Mas não se trata mais de apenas comer com vagar. A versão brasileira introduziu um toque vegetariano ao que de vegetariano nada tinha. Segundo a reportagem, “o ponto alto da filosofia Slow Food é incutir o prazer de comer bem a todos. Mas, para isso, se faz necessário defender a cultura dos alimentos”. Ora, o que significa comer bem para os tais de conviviuns? É consumir alimentos orgânicos e regionais e degustações de alimentos em risco de extinção. “Esses produtos constam de um catálogo mundial chamada A Arca do Gosto. São 750 alimentos ameaçados no mundo todo, incluindo alguns brasileiros: arroz vermelho, babaçu, bergamota montenegrina, farinha de batata-doce Krahô, marmelada de Santa Luzia, pirarucu, umbu, palmito juçara, guaraná nativo sateré-mawé, feijão canapu e castanha de baru”.

Que tem a ver isso com o comer com vagar? Onde estão as carnes, aves, caça, frutos do mar? Não existem mais peixes no mercado além do pirarucu? Ou para ser Slow Food, os alimentos agora precisam ser ameaçados? E o bom e velho boi, os cordeiros, os frangos e porcos, será que perderam seu lugar na mesa? Desde quando Slow Food é sinônimo de produtos em via de extinção? Integrantes do movimento criaram um menu especial a partir desses alimentos. "É uma dificuldade terrível, porque são produtos de diferentes partes do País, perecíveis e caros para transportar. Nos últimos dois anos, no entanto, conseguimos fazer a Semana Slow, onde não apenas preparamos um menu mas colocamos os produtos à venda", diz Margarida Nogueira, que faz parte da comissão da Arca e inaugurou em novembro de 2000 no Rio o primeiro Convivium brasileiro.

Ou seja, a tal de Arca não ouviu nem metade da missa. O que no fundo não passava de uma reação italiana ao fast food americano, no Brasil virou uma espécie de culto a frutas e vegetais. Me lembra um pouco uma nutricionista que certa vez me forneceu uma lista de alimentos que me seriam saudáveis. Só havia quase frutas e mais da metade delas, se eu quisesse saber do que se tratava, teria de ir ao dicionário. Claro que nem quis saber do que se tratava.

No Brasil nada se perde, tudo se corrompe. Mais uma picaretagem invade a restauração nacional. Aliás, o país está se tornando reserva de caça de chefs que têm seus restaurantes às moscas em Paris, mas pelo fato de terem um restaurante em Paris, cobram fortunas por pratos que antes de parecerem comida mais parecem ikebanas. Como crédulos é o que nunca falta para vigaristas, é até possível que dona Margarida encontre sua clientela.

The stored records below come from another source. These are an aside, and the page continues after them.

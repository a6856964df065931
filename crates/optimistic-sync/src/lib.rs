//!
//! # Optimistic Sync
//!
//! Keeps a client-held collection of decision records consistent with a remote store that is
//! reachable through two independent channels: the request/response writes this client issues
//! itself, and a push stream broadcasting every change any writer makes to the same records.
//!
//! The engine is built from small pieces that each own one concern:
//! - [`ReconnectPolicy`]: backoff and circuit breaker for the push stream;
//! - [`ChangeStreamManager`]: one push subscription per owner, limited by a shared [`ConnectionPool`];
//! - [`MessageReconciler`] and [`SuppressionRegistry`]: turn stream events into collection
//!   mutations, muting the echo of our own writes;
//! - [`OptimisticLedger`]: local-only changes layered over the confirmed collection;
//! - [`MutationGateway`]: the only path to remote writes, with validation and sanitization;
//! - [`BatchedPersister`]: coalesces field edits into a single update after an idle window;
//! - [`UnsavedChanges`]: structural diff between an edit baseline and the live copy.
//!
//! [`SyncEngine`] wires all of them together behind the caller-facing API.
//!
//! ## Basic example
//!
//! ```ignore
//! use sd_optimistic_sync::{ConnectionPool, NewRecord, OwnerId, ReadCache, Stage, SyncConfig, SyncEngine};
//! use std::sync::Arc;
//!
//! let engine = SyncEngine::new(
//! 	OwnerId::from("user-1"),
//! 	store,
//! 	push_channel,
//! 	Arc::new(ConnectionPool::default()),
//! 	Arc::new(ReadCache::default()),
//! 	SyncConfig::default(),
//! );
//!
//! engine.start().await?;
//!
//! let created = engine
//! 	.create(NewRecord::new(OwnerId::from("user-1"), Stage::Backlog).with_field("title", "Ship v2"))
//! 	.await?;
//!
//! engine.shutdown().await;
//! ```

#![warn(
	clippy::all,
	clippy::pedantic,
	clippy::correctness,
	clippy::perf,
	clippy::style,
	clippy::suspicious,
	clippy::complexity,
	clippy::nursery,
	clippy::unwrap_used,
	unused_qualifications,
	rust_2018_idioms,
	trivial_casts,
	trivial_numeric_casts,
	unused_allocation,
	clippy::unnecessary_cast,
	clippy::cast_lossless,
	clippy::cast_possible_truncation,
	clippy::cast_possible_wrap,
	clippy::cast_precision_loss,
	clippy::cast_sign_loss,
	clippy::dbg_macro,
	clippy::deprecated_cfg_attr,
	clippy::separated_literal_suffix,
	deprecated
)]
#![forbid(deprecated_in_future)]
#![allow(clippy::missing_errors_doc, clippy::module_name_repetitions)]

pub mod collection;
pub mod config;
pub mod connection;
pub mod engine;
pub mod error;
pub mod gateway;
pub mod ledger;
pub mod persister;
pub mod pool;
pub mod reconciler;
pub mod reconnect;
pub mod record;
pub mod sanitize;
pub mod store;
pub mod suppression;
mod timer;
pub mod unsaved;

pub use collection::RecordCollection;
pub use config::SyncConfig;
pub use connection::{ChangeSink, ChangeStreamManager, ChannelStatus, PushChannel, Subscription};
pub use engine::{RecordEditor, SyncEngine};
pub use error::{Error, ValidationError};
pub use gateway::MutationGateway;
pub use ledger::{OptimisticEntry, OptimisticLedger, ReconcileReport};
pub use persister::{BatchedPersister, RecordUpdater, SaveState, SaveStatus};
pub use pool::ConnectionPool;
pub use reconciler::MessageReconciler;
pub use reconnect::{CircuitState, ReconnectDecision, ReconnectPolicy, Reconnector};
pub use record::{
	ChangeEvent, ChangeKind, NewRecord, OwnerId, Record, RecordId, RecordPatch, RecordRef, Stage,
	SubscriptionId,
};
pub use sanitize::Sanitizer;
pub use store::{fetch_with_retry, ReadCache, RemoteStore, StoreError};
pub use suppression::SuppressionRegistry;
pub use unsaved::UnsavedChanges;
//! Optimistic mutation ledger
//!
//! Tracks local changes the remote store has not confirmed yet and layers them over the confirmed
//! collection. At most one entry exists per record: a newer proposal replaces the older one, so
//! intermediate optimistic states can be skipped in favour of the latest user intent.

use crate::{
	config::LedgerConfig,
	error::Error,
	record::{Record, RecordId},
};

use std::{collections::HashMap, sync::Arc};

use chrono::Utc;
use tokio::{
	spawn,
	sync::Mutex,
	time::{interval_at, Instant, MissedTickBehavior},
};
use tokio_util::sync::{CancellationToken, DropGuard};
use tracing::{debug, trace, warn};

#[derive(Debug, Clone)]
pub struct OptimisticEntry {
	pub id: RecordId,
	/// Base value when the change was proposed, `None` for records that did not exist yet
	pub prior: Option<Record>,
	pub proposed: Record,
	pub issued_at: Instant,
}

#[derive(Debug, Clone, Default, PartialEq, Eq)]
pub struct ReconcileReport {
	pub confirmed: Vec<RecordId>,
	pub timed_out: Vec<RecordId>,
}

impl ReconcileReport {
	#[must_use]
	pub fn is_empty(&self) -> bool {
		self.confirmed.is_empty() && self.timed_out.is_empty()
	}
}

#[derive(Debug)]
pub struct OptimisticLedger {
	entries: Arc<Mutex<HashMap<RecordId, OptimisticEntry>>>,
	config: LedgerConfig,
	sweeper: Mutex<Option<DropGuard>>,
	cancel: CancellationToken,
}

impl OptimisticLedger {
	#[must_use]
	pub fn new(config: LedgerConfig, cancel: CancellationToken) -> Self {
		Self {
			entries: Arc::default(),
			config,
			sweeper: Mutex::new(None),
			cancel,
		}
	}

	/// Record `proposed` as the pending value of its record, replacing any earlier proposal
	pub async fn apply(&self, proposed: Record, prior: Option<Record>) {
		let id = proposed.id.clone();
		let mut entries = self.entries.lock().await;

		// keep the value from before the first unconfirmed proposal, so a rollback restores what
		// the remote store actually holds
		let prior = entries
			.remove(&id)
			.map_or(prior, |replaced| replaced.prior);

		debug!(record_id = %id, pending = entries.len() + 1, "Applying optimistic change");

		entries.insert(
			id.clone(),
			OptimisticEntry {
				id,
				prior,
				proposed,
				issued_at: Instant::now(),
			},
		);
	}

	/// Drop the pending entry right away, the originating write is known to have failed
	pub async fn rollback(&self, id: &RecordId) -> Option<OptimisticEntry> {
		let entry = self.entries.lock().await.remove(id);

		if entry.is_some() {
			debug!(record_id = %id, "Rolled back optimistic change");
		}

		entry
	}

	/// Drop the pending entry because the write response already settled it
	pub async fn settle(&self, id: &RecordId) {
		if self.entries.lock().await.remove(id).is_some() {
			trace!(record_id = %id, "Optimistic change settled by write response");
		}
	}

	pub async fn has_pending(&self, id: &RecordId) -> bool {
		self.entries.lock().await.contains_key(id)
	}

	pub async fn pending(&self, id: &RecordId) -> Option<OptimisticEntry> {
		self.entries.lock().await.get(id).cloned()
	}

	pub async fn pending_count(&self) -> usize {
		self.entries.lock().await.len()
	}

	/// Base collection with every pending proposal swapped in, stamped with the current time so
	/// consumers can tell optimistic values apart
	pub async fn materialize(&self, base: Vec<Record>) -> Vec<Record> {
		let entries = self.entries.lock().await;

		if entries.is_empty() {
			return base;
		}

		let now = Utc::now();

		base.into_iter()
			.map(|record| {
				entries.get(&record.id).map_or(record, |entry| {
					let mut proposed = entry.proposed.clone();
					proposed.updated_at = Some(now);
					proposed
				})
			})
			.collect()
	}

	/// Settle pending entries against a freshly changed base collection.
	///
	/// Entries whose record now matches the proposal are confirmed, entries older than the
	/// confirm timeout are dropped whatever the base says. A record missing from the base keeps
	/// its entry until it ages out, absent and not-yet-arrived look the same.
	pub async fn reconcile(&self, base: &[Record]) -> ReconcileReport {
		let mut entries = self.entries.lock().await;
		let mut report = ReconcileReport::default();

		entries.retain(|id, entry| {
			let confirmed = base
				.iter()
				.find(|record| &record.id == id)
				.is_some_and(|record| record.same_content(&entry.proposed));

			if confirmed {
				report.confirmed.push(id.clone());
				return false;
			}

			if entry.issued_at.elapsed() > self.config.confirm_timeout() {
				warn!(
					record_id = %id,
					error = %Error::ConflictTimeout(id.clone()),
					"Trusting latest base state"
				);
				report.timed_out.push(id.clone());
				return false;
			}

			true
		});

		if !report.is_empty() {
			debug!(
				confirmed = report.confirmed.len(),
				timed_out = report.timed_out.len(),
				pending = entries.len(),
				"Reconciled optimistic ledger"
			);
		}

		report
	}

	/// Backstop against missed reconciliation triggers, drops entries past the sweep max age
	pub async fn sweep(&self) -> Vec<RecordId> {
		sweep_entries(&self.entries, &self.config).await
	}

	/// Run [`Self::sweep`] periodically until the ledger's token is cancelled or the sweeper is
	/// stopped. Starting it twice keeps a single sweeper.
	pub async fn start_sweeper(&self) {
		if self.config.sweep_interval().is_zero() {
			warn!("Zero sweep interval, stale optimistic changes rely on reconciliation alone");
			return;
		}

		let stop = self.cancel.child_token();
		let entries = Arc::clone(&self.entries);
		let config = self.config.clone();

		spawn({
			let stop = stop.clone();

			async move {
				let period = config.sweep_interval();
				let mut ticks = interval_at(Instant::now() + period, period);
				ticks.set_missed_tick_behavior(MissedTickBehavior::Skip);

				loop {
					tokio::select! {
						biased;

						() = stop.cancelled() => break,
						_ = ticks.tick() => {
							sweep_entries(&entries, &config).await;
						}
					}
				}
			}
		});

		*self.sweeper.lock().await = Some(stop.drop_guard());
	}

	pub async fn stop_sweeper(&self) {
		self.sweeper.lock().await.take();
	}

	pub async fn clear(&self) {
		self.entries.lock().await.clear();
	}
}

async fn sweep_entries(
	entries: &Mutex<HashMap<RecordId, OptimisticEntry>>,
	config: &LedgerConfig,
) -> Vec<RecordId> {
	let mut swept = Vec::new();

	entries.lock().await.retain(|id, entry| {
		let stale = entry.issued_at.elapsed() > config.sweep_max_age();
		if stale {
			swept.push(id.clone());
		}
		!stale
	});

	if !swept.is_empty() {
		warn!(swept = swept.len(), "Swept stale optimistic changes");
	}

	swept
}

Ao ler a notícia, suspeitei de dinheiro público no projeto. Lá está: nove dos alimentos inerentes ao Slow Food tupiniquim “fazem parte das Fortalezas, projetos feitos desde 2004 com grupos de pequenos produtores, em parceria com o Ministério do Desenvolvimento Agrário, para protegê-los”.

É natural que um vigarista queira vender seus peixes podres, isto faz parte de seu ofício. O que espanta é que um jornal como o Estadão os compre.